• **Activity**: Scan the listing for the word "positive", and copy out each line where it is found.

== Segment start ==

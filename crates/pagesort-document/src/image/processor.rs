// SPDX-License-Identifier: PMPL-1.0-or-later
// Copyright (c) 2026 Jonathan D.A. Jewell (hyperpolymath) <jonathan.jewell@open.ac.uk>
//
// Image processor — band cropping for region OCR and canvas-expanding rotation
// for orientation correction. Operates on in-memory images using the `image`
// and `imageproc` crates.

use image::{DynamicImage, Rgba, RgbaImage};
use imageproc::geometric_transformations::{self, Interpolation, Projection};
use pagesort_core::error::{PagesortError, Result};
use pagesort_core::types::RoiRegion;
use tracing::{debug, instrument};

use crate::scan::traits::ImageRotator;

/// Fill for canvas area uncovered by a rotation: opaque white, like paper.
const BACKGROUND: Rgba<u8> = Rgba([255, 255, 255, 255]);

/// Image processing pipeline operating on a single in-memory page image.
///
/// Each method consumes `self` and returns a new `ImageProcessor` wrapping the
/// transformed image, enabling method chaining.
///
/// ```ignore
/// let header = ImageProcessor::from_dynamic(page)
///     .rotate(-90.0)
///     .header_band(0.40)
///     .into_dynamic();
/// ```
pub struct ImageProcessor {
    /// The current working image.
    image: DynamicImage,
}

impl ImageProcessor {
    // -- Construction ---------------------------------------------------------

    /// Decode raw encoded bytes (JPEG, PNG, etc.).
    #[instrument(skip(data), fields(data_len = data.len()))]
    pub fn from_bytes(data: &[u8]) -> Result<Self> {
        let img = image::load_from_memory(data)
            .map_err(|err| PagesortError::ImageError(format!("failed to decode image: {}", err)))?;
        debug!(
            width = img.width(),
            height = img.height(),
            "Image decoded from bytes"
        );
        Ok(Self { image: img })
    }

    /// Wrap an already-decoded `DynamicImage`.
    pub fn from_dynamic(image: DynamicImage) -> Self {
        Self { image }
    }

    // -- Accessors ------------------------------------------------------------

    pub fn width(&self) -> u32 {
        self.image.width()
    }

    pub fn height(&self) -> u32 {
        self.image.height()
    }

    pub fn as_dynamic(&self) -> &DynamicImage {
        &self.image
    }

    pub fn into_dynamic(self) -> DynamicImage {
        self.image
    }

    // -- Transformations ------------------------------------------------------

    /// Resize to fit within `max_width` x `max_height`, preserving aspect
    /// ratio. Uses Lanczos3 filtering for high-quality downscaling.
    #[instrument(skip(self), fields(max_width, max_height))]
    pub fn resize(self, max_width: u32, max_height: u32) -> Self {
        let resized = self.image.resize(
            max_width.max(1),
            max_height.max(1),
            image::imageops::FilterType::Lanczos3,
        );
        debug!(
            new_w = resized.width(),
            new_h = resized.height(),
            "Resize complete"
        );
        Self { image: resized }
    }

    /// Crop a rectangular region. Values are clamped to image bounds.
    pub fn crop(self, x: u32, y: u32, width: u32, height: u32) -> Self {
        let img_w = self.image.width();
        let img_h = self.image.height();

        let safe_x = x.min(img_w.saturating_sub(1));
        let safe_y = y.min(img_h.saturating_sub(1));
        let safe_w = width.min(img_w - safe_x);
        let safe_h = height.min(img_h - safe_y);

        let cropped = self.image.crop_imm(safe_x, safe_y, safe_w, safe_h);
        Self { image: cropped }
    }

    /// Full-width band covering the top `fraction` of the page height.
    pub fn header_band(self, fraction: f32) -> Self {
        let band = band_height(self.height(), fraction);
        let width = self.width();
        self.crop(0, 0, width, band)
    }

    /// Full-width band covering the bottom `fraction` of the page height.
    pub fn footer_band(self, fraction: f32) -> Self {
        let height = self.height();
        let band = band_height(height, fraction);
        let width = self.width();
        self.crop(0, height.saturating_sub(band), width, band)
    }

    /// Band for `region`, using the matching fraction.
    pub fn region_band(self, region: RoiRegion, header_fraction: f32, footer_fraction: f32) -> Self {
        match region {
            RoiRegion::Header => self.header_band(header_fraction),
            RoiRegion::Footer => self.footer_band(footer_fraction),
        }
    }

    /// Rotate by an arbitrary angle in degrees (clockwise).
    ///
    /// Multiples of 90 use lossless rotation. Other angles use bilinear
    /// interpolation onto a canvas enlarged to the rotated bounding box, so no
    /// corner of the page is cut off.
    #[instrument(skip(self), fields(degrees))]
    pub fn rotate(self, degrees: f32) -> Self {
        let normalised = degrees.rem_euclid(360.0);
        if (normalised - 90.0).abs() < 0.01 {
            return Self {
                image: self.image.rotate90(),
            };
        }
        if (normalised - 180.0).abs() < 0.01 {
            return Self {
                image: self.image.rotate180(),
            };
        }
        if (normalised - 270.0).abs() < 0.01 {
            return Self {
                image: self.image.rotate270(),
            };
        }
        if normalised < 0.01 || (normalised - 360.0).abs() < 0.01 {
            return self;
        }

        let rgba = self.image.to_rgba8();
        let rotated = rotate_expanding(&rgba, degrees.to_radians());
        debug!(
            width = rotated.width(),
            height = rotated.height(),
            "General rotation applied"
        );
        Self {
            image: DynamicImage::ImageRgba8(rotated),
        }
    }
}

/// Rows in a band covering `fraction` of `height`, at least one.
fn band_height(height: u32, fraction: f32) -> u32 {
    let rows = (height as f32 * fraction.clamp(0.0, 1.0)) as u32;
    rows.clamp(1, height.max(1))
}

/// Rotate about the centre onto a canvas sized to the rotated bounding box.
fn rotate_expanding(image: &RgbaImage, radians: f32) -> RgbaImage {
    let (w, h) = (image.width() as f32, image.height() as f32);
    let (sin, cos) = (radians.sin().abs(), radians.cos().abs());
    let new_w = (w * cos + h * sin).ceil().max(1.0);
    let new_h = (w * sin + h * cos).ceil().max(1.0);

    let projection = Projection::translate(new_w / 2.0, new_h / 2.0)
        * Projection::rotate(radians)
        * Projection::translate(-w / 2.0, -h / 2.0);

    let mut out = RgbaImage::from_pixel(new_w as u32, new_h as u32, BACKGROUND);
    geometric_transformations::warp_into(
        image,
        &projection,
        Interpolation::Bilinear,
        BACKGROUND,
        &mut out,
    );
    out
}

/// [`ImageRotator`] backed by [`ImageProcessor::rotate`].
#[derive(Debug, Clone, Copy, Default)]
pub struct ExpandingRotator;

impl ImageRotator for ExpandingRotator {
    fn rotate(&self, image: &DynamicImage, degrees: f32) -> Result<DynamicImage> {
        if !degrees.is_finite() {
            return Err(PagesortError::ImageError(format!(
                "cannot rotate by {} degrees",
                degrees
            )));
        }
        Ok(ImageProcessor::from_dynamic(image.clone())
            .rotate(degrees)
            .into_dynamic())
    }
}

== Segment end ==
== Segment start ==

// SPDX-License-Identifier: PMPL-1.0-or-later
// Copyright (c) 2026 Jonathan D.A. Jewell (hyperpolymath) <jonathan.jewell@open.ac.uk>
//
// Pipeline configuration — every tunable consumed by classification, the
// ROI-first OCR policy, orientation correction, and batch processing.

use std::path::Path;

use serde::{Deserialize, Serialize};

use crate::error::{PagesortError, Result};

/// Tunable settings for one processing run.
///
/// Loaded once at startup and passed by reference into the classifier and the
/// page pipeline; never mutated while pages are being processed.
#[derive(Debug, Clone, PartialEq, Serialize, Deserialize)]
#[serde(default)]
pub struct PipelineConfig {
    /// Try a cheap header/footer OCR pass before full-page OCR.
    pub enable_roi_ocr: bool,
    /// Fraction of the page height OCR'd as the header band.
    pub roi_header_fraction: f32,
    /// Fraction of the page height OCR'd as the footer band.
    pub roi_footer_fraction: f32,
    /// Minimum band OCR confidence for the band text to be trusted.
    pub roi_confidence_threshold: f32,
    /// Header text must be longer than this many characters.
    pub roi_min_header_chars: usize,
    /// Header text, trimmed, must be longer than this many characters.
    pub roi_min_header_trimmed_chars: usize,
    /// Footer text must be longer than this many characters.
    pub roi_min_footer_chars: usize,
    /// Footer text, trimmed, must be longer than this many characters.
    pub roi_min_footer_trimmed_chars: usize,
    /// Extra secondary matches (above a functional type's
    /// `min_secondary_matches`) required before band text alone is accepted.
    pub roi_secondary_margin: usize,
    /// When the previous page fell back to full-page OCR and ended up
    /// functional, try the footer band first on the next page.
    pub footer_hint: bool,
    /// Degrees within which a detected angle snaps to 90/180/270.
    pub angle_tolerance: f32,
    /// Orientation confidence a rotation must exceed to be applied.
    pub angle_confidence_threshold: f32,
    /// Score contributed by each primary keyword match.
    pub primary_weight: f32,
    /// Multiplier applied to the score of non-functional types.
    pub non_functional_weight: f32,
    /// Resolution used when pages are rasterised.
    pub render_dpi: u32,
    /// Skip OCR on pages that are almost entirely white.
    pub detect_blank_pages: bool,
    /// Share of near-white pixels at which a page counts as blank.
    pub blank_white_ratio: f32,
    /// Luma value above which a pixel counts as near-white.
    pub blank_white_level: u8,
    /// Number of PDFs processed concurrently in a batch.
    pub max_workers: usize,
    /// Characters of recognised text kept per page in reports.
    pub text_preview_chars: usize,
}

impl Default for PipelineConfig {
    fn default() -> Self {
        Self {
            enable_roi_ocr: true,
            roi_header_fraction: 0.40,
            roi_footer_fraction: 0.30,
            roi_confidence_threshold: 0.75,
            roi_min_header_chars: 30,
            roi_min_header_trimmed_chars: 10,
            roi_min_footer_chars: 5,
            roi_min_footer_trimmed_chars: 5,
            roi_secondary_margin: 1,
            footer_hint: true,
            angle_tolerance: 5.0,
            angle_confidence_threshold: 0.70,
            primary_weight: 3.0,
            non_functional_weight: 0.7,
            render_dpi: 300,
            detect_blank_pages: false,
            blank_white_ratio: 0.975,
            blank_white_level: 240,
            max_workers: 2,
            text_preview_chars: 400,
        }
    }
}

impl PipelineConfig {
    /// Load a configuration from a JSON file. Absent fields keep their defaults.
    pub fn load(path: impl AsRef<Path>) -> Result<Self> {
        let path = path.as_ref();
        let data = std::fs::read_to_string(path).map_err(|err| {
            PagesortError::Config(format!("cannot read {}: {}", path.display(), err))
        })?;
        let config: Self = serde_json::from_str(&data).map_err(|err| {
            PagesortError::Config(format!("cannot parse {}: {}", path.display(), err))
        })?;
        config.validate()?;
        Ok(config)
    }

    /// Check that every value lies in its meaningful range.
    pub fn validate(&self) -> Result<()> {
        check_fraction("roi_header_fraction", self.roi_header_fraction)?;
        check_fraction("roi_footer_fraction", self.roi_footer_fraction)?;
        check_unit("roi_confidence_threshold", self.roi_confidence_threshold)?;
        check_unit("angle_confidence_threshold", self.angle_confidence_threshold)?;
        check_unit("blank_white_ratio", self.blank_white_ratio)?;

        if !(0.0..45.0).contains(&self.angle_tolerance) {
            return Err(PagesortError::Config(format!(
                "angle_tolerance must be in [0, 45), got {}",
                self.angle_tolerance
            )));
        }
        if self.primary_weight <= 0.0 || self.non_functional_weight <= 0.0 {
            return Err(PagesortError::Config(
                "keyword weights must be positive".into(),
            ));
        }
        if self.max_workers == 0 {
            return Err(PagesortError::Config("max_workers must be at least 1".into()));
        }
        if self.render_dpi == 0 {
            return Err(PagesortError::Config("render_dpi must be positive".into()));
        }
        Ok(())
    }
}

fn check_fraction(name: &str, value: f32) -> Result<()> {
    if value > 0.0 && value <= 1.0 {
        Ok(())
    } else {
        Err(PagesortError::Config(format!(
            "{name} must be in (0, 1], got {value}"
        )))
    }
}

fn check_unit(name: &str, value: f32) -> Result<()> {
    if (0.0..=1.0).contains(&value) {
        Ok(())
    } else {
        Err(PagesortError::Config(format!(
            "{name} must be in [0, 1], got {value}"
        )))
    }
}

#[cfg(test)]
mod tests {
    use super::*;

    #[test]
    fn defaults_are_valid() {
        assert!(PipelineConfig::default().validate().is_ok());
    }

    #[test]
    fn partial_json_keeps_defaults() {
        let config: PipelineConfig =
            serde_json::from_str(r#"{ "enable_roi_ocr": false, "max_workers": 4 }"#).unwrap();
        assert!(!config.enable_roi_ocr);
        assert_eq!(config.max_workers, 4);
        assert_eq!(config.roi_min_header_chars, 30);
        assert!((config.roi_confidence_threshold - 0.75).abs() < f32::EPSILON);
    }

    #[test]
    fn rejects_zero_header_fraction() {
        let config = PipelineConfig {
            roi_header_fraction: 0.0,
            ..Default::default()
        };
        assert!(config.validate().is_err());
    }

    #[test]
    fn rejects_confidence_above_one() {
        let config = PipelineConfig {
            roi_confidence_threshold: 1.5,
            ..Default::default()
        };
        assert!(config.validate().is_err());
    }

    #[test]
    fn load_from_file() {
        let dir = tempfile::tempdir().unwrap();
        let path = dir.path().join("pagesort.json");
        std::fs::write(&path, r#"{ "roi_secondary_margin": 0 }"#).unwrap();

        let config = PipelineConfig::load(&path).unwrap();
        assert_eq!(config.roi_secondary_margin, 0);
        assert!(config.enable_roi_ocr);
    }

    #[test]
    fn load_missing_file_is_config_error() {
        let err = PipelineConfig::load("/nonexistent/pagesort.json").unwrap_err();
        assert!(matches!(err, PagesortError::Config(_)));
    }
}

== Segment end ==

• **Solution**:
                "keyword weights must be positive".into(),
            return Err(PagesortError::Config("render_dpi must be positive".into()));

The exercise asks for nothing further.